Stored items:
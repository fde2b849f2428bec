//! Prometheus metrics for the API server.

use std::time::Instant;

use axum::body::Body;
use axum::extract::MatchedPath;
use axum::http::{Request, Response};
use axum::middleware::Next;
use metrics::{counter, histogram};
use metrics_exporter_prometheus::{BuildError, PrometheusBuilder, PrometheusHandle};
use unface_models::AgeLabel;

/// Install the Prometheus metrics recorder.
/// Returns a handle that can be used to render metrics.
pub fn init_metrics() -> Result<PrometheusHandle, BuildError> {
    PrometheusBuilder::new().install_recorder()
}

/// Metric names as constants for consistency.
pub mod names {
    // HTTP metrics
    pub const HTTP_REQUESTS_TOTAL: &str = "unface_http_requests_total";
    pub const HTTP_REQUEST_DURATION_SECONDS: &str = "unface_http_request_duration_seconds";

    // Detection metrics
    pub const AGE_DECISIONS_TOTAL: &str = "unface_age_decisions_total";
    pub const DETECTION_DURATION_SECONDS: &str = "unface_detection_duration_seconds";
    pub const DETECTION_FAILURES_TOTAL: &str = "unface_detection_failures_total";

    // Rate limiting metrics
    pub const RATE_LIMIT_HITS_TOTAL: &str = "unface_rate_limit_hits_total";
}

/// Record an HTTP request.
pub fn record_http_request(method: &str, path: &str, status: u16, duration_secs: f64) {
    let labels = [
        ("method", method.to_string()),
        ("path", path.to_string()),
        ("status", status.to_string()),
    ];

    counter!(names::HTTP_REQUESTS_TOTAL, &labels).increment(1);
    histogram!(names::HTTP_REQUEST_DURATION_SECONDS, &labels).record(duration_secs);
}

/// Record a classification outcome.
pub fn record_age_decision(label: AgeLabel) {
    counter!(names::AGE_DECISIONS_TOTAL, "label" => label.as_str()).increment(1);
}

/// Record the latency of one provider call, successful or not.
pub fn record_detection_duration(duration_secs: f64) {
    histogram!(names::DETECTION_DURATION_SECONDS).record(duration_secs);
}

/// Record a failed classification.
pub fn record_detection_failure(reason: &'static str) {
    counter!(names::DETECTION_FAILURES_TOTAL, "reason" => reason).increment(1);
}

/// Record a rate limit rejection.
pub fn record_rate_limit_hit(path: &str) {
    counter!(names::RATE_LIMIT_HITS_TOTAL, "path" => path.to_string()).increment(1);
}

/// Middleware recording request count and latency per matched route.
pub async fn metrics_middleware(request: Request<Body>, next: Next) -> Response<Body> {
    let method = request.method().to_string();
    // Route templates only, so unknown paths cannot blow up label cardinality
    let path = request
        .extensions()
        .get::<MatchedPath>()
        .map(|p| p.as_str().to_string())
        .unwrap_or_else(|| "unmatched".to_string());
    let start = Instant::now();

    let response = next.run(request).await;

    record_http_request(
        &method,
        &path,
        response.status().as_u16(),
        start.elapsed().as_secs_f64(),
    );

    response
}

WORK ITEM:
Whatever appears in the records must be returned exactly.

OUTPUT FOR THIS EXERCISE:
repository fde2b849f2428bec
//! Prometheus metrics for the API server.

use std::time::Instant;

use axum::body::Body;
use axum::extract::MatchedPath;
use axum::http::{Request, Response};
use axum::middleware::Next;
use metrics::{counter, histogram};
use metrics_exporter_prometheus::{BuildError, PrometheusBuilder, PrometheusHandle};
use unface_models::AgeLabel;

/// Install the Prometheus metrics recorder.
/// Returns a handle that can be used to render metrics.
pub fn init_metrics() -> Result<PrometheusHandle, BuildError> {
    PrometheusBuilder::new().install_recorder()
}

/// Metric names as constants for consistency.
pub mod names {
    // HTTP metrics
    pub const HTTP_REQUESTS_TOTAL: &str = "unface_http_requests_total";
    pub const HTTP_REQUEST_DURATION_SECONDS: &str = "unface_http_request_duration_seconds";

    // Detection metrics
    pub const AGE_DECISIONS_TOTAL: &str = "unface_age_decisions_total";
    pub const DETECTION_DURATION_SECONDS: &str = "unface_detection_duration_seconds";
    pub const DETECTION_FAILURES_TOTAL: &str = "unface_detection_failures_total";

    // Rate limiting metrics
    pub const RATE_LIMIT_HITS_TOTAL: &str = "unface_rate_limit_hits_total";
}

/// Record an HTTP request.
pub fn record_http_request(method: &str, path: &str, status: u16, duration_secs: f64) {
    let labels = [
        ("method", method.to_string()),
        ("path", path.to_string()),
        ("status", status.to_string()),
    ];

    counter!(names::HTTP_REQUESTS_TOTAL, &labels).increment(1);
    histogram!(names::HTTP_REQUEST_DURATION_SECONDS, &labels).record(duration_secs);
}

/// Record a classification outcome.
pub fn record_age_decision(label: AgeLabel) {
    counter!(names::AGE_DECISIONS_TOTAL, "label" => label.as_str()).increment(1);
}

/// Record the latency of one provider call, successful or not.
pub fn record_detection_duration(duration_secs: f64) {
    histogram!(names::DETECTION_DURATION_SECONDS).record(duration_secs);
}

/// Record a failed classification.
pub fn record_detection_failure(reason: &'static str) {
    counter!(names::DETECTION_FAILURES_TOTAL, "reason" => reason).increment(1);
}

/// Record a rate limit rejection.
pub fn record_rate_limit_hit(path: &str) {
    counter!(names::RATE_LIMIT_HITS_TOTAL, "path" => path.to_string()).increment(1);
}

/// Middleware recording request count and latency per matched route.
pub async fn metrics_middleware(request: Request<Body>, next: Next) -> Response<Body> {
    let method = request.method().to_string();
    // Route templates only, so unknown paths cannot blow up label cardinality
    let path = request
        .extensions()
        .get::<MatchedPath>()
        .map(|p| p.as_str().to_string())
        .unwrap_or_else(|| "unmatched".to_string());
    let start = Instant::now();

    let response = next.run(request).await;

    record_http_request(
        &method,
        &path,
        response.status().as_u16(),
        start.elapsed().as_secs_f64(),
    );

    response
}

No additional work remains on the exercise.